WHAT THIS TASK INVOLVES -
Each entry should be quoted word for word, including every mark of punctuation.

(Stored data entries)

◇ ◇ ◇ ◇

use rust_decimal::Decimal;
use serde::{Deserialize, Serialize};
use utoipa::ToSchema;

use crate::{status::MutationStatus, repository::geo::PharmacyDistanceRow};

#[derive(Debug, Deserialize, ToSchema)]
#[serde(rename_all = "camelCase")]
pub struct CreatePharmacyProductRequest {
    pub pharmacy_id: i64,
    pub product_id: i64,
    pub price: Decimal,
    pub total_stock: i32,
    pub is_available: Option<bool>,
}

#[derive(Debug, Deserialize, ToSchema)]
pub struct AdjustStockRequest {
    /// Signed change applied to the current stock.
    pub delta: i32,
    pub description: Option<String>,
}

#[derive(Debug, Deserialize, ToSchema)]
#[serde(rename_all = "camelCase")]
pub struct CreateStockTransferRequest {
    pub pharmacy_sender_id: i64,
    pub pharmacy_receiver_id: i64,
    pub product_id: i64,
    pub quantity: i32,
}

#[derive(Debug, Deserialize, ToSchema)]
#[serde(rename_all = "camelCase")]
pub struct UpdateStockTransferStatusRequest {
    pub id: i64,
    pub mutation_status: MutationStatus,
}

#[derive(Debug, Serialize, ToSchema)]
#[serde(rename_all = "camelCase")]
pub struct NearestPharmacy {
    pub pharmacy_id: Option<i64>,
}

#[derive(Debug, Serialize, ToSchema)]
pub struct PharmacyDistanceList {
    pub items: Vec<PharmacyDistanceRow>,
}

◇ ◇ ◇ ◇

EXERCISE RESULT -
use rust_decimal::Decimal;
use serde::{Deserialize, Serialize};
use utoipa::ToSchema;

use crate::{status::MutationStatus, repository::geo::PharmacyDistanceRow};

#[derive(Debug, Deserialize, ToSchema)]
#[serde(rename_all = "camelCase")]
pub struct CreatePharmacyProductRequest {
    pub pharmacy_id: i64,
    pub product_id: i64,
    pub price: Decimal,
    pub total_stock: i32,
    pub is_available: Option<bool>,
}

#[derive(Debug, Deserialize, ToSchema)]
pub struct AdjustStockRequest {
    /// Signed change applied to the current stock.
    pub delta: i32,
    pub description: Option<String>,
}

#[derive(Debug, Deserialize, ToSchema)]
#[serde(rename_all = "camelCase")]
pub struct CreateStockTransferRequest {
    pub pharmacy_sender_id: i64,
    pub pharmacy_receiver_id: i64,
    pub product_id: i64,
    pub quantity: i32,
}

#[derive(Debug, Deserialize, ToSchema)]
#[serde(rename_all = "camelCase")]
pub struct UpdateStockTransferStatusRequest {
    pub id: i64,
    pub mutation_status: MutationStatus,
}

#[derive(Debug, Serialize, ToSchema)]
#[serde(rename_all = "camelCase")]
pub struct NearestPharmacy {
    pub pharmacy_id: Option<i64>,
}

#[derive(Debug, Serialize, ToSchema)]
pub struct PharmacyDistanceList {
    pub items: Vec<PharmacyDistanceRow>,
}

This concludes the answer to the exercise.